As I do often, I woke up in the middle of the night but, instead of turning over and going right back to sleep, I started thinking. I had seen a video going around on Facebook using this cooking technique for making a french toast sandwich, so I thought “Why can’t I do that with chaffles?” The excitement of this idea took over my mind and I didn’t go back to sleep for hours! When morning arrived, I leapt out of bed and ran down to the kitchen to try out this recipe. It was worth the poor night’s sleep!! This breakfast sandwich is SO GOOD and, when drizzled with a little sugar free syrup, it tastes like a Monte Cristo! For greater convenience, it’s a good idea to make your White Bread Chaffles ahead of time. (I triple or quadruple the recipe and make a batch of 6-8 at a time; they keep well in the refrigerator and are always available as a bread or hamburger bun substitute whenever you need them.)
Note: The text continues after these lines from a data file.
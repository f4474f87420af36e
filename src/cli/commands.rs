//! Command handler implementations
//!
//! This module contains the implementation of all CLI commands.

use crate::cli::progress::{
    print_divider, print_error, print_header, print_info, print_success, print_warning,
    AnalysisProgress,
};
use crate::cli::{Args, Commands, TestCommands};
use crate::core::config::{get_config_path, init_config, open_config_in_editor, Config};
use crate::core::history::{DashboardStats, ScanHistory, ScanRecord};
use crate::core::report::{AnalysisReport, Severity};
use crate::core::session::{CameraFacing, CaptureOrigin, Phase};
use crate::source::{FileImageSource, ImageSourceProvider, PromptImageSource};
use crate::testdb::{self, ScenarioLibrary, TestRunner, TestRunnerConfig};
use crate::ui::{format_duration, CaptureController, CaptureEvent, ControllerSettings, UiEvent};
use anyhow::{anyhow, bail, Context, Result};
use log::{debug, error, info};
use std::path::PathBuf;
use std::sync::atomic::{AtomicBool, Ordering};
use std::sync::Arc;
use std::time::{Duration, Instant};

/// Options for one `scan` run
#[derive(Debug, Clone)]
struct ScanOptions {
    origin: CaptureOrigin,
    image: Option<PathBuf>,
    facing: Option<CameraFacing>,
    json: bool,
}

/// Run the appropriate command based on CLI arguments
pub fn run_command(args: &Args, config: &Config, cancel_flag: Arc<AtomicBool>) -> Result<()> {
    match &args.command {
        Some(Commands::Scan {
            source,
            image,
            facing,
            json,
        }) => {
            // A file on the command line is always an upload
            let origin = if image.is_some() {
                CaptureOrigin::Upload
            } else {
                CaptureOrigin::from(*source)
            };
            let options = ScanOptions {
                origin,
                image: image.clone(),
                facing: facing.map(CameraFacing::from),
                json: *json,
            };
            run_scan(config, options, cancel_flag)?;
        }
        Some(Commands::History { severity }) => {
            show_history(severity.as_deref())?;
        }
        Some(Commands::Report) => {
            print_report(&AnalysisReport::sample());
        }
        Some(Commands::Config { path, reset }) => {
            handle_config_command(*path, *reset)?;
        }
        Some(Commands::GenerateConfig { output }) => {
            generate_config_file(output.clone())?;
        }
        Some(Commands::ShowConfig) => {
            show_config(config);
        }
        Some(Commands::Test { test_command }) => {
            handle_test_command(test_command)?;
        }
        None => {
            show_dashboard();
        }
    }

    Ok(())
}

// ============================================================================
// Scan
// ============================================================================

fn run_scan(config: &Config, options: ScanOptions, cancel_flag: Arc<AtomicBool>) -> Result<()> {
    let runtime = tokio::runtime::Builder::new_current_thread()
        .enable_time()
        .build()
        .context("Failed to start async runtime")?;

    match options.image.clone() {
        Some(path) => {
            let provider = FileImageSource::new().with_gallery_image(path);
            runtime.block_on(scan_with(provider, config, &options, &cancel_flag))
        }
        None => runtime.block_on(scan_with(
            PromptImageSource::new(),
            config,
            &options,
            &cancel_flag,
        )),
    }
}

async fn scan_with<P: ImageSourceProvider>(
    provider: P,
    config: &Config,
    options: &ScanOptions,
    cancel_flag: &AtomicBool,
) -> Result<()> {
    let mut settings = ControllerSettings::from_config(config);
    if let Some(facing) = options.facing {
        settings = settings.default_facing(facing);
    }
    let controller = CaptureController::new(provider, settings);
    info!(
        "Starting {} scan with the {} source",
        options.origin,
        controller.provider().name()
    );

    if options.origin == CaptureOrigin::Camera
        && !controller.refresh_permission().await.is_granted()
    {
        controller.request_permission().await;
    }

    let started = match options.origin {
        CaptureOrigin::Camera => controller.start_capture_from_camera().await.map(Some),
        CaptureOrigin::Upload => controller.start_capture_from_upload().await,
    };

    let handle = match started {
        Ok(Some(handle)) => handle,
        Ok(None) => {
            if !options.json {
                print_info("No image selected.");
            }
            return Ok(());
        }
        Err(e) if e.is_silent() => {
            debug!("Scan aborted: {}", e);
            if !options.json {
                print_warning("Could not get an image. Nothing was analyzed.");
            }
            return Ok(());
        }
        Err(e) => {
            if let Some(notice) = e.user_notice() {
                print_error(&format!("{}: {}", notice.title, notice.message));
            }
            return Err(e.into());
        }
    };

    let progress = if options.json {
        AnalysisProgress::hidden()
    } else {
        AnalysisProgress::new()
    };
    progress.set_phase(Phase::Preparing);
    let started_at = Instant::now();

    loop {
        if cancel_flag.swap(false, Ordering::SeqCst) {
            controller.cancel_session();
            progress.abandon("Analysis cancelled");
            return Ok(());
        }

        match controller
            .recv_event_timeout(Duration::from_millis(100))
            .await
        {
            Some(UiEvent::Capture(CaptureEvent::PhaseChanged { session, phase, .. }))
                if session == handle.id =>
            {
                progress.set_phase(phase);
            }
            Some(UiEvent::Capture(CaptureEvent::Completed { session, .. }))
                if session == handle.id =>
            {
                break;
            }
            Some(UiEvent::Capture(CaptureEvent::Cancelled { session, .. }))
                if session == handle.id =>
            {
                progress.abandon("Analysis cancelled");
                return Ok(());
            }
            Some(other) => debug!("Event: {:?}", other),
            None => {}
        }
    }

    let result = controller
        .complete_handoff()
        .ok_or_else(|| anyhow!("Session {} finished without a result", handle.id))?;
    progress.finish(&format!(
        "Analysis complete in {}",
        format_duration(started_at.elapsed())
    ));

    if options.json {
        println!("{}", result.to_json()?);
    } else {
        print_report(&AnalysisReport::from_result(&result));
    }
    Ok(())
}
Click on the YouTube video to see how to make this amazing breakfast sandwich:
Keto French Toast Chaffle Breakfast Sandwich (or Monte Cristo!)
Makes 1 sandwich
White Bread Chaffle Ingredients:
1 egg (or two egg whites)
1 tablespoon mayonnaise, sour cream or ricotta cheese
1 tablespoon almond flour (or coconut flour)
1/8 teaspoon baking powder
1 teaspoon water
Other Ingredients for Sandwich:
2 eggs, beaten
A pinch of salt and pepper to taste
1 teaspoon almond milk
1 ounce cheese of choice, sliced
2 pieces of bacon, cooked and halved
Sugar free syrup (optional)
1. First, make the chaffles by whisking the chaffle ingredients together. Divide the batter and spoon 3-4 tablespoons onto a hot, preheated mini waffle maker, close the lid and cook for at least 4 minutes. Remove to a wire rack and repeat with the remaining batter. This recipe makes 2 chaffles.
2. Meanwhile, whisk together the 2 eggs, salt, pepper and teaspoon of almond milk; set aside. Have the sliced cheese and bacon ready to go.
3. Melt some coconut oil or butter in a 10” non-stick skillet. Place over medium-low heat and add the whisked eggs. Dip the smooth side of one chaffle into the egg, turn over and place the egg-covered chaffle on one side of the skillet in the egg mixture (if your chaffle has a rough side, make sure it is up). Repeat with second chaffle and place in the egg mixture next to the first chaffle. You want the two chaffles in a line, in the center of the egg mixture. While on medium-low, cover and cook for a couple of minutes until the egg is just set.
4. As a whole unit, turn the chaffles and egg circle over to cook the second side. Top chaffles with slices of cheese and bacon. Fold the egg “wings” into the center over the chaffles and filling. Carefully, fold one chaffle to rest on top of the other chaffle (like a book with filling). Allow the chaffle on the bottom to continue cooking until nicely browned. Flip over to the second side to brown.
5. Remove sandwich to a serving plate and drizzle with sugar free syrup, if desired. Eat with a fork and enjoy!
Nutritional Information: 546 calories, 3 g carbohydrates (0.8 g dietary fiber, 0.8 g sugars), 43.9 g total fat (14.8 g saturated fat, 0 g trans fat), 612 mg cholesterol, 912 mg sodium, 341 mg calcium, 354 mg potassium, 3 mg iron, 335 mg Vit A, 33.6 g protein. Net carbs per serving: 2.2 grams
Photos, video and recipe by Kathy Sheehan, copyright 2020
All rights reserved. Please do not duplicate without the author’s permission.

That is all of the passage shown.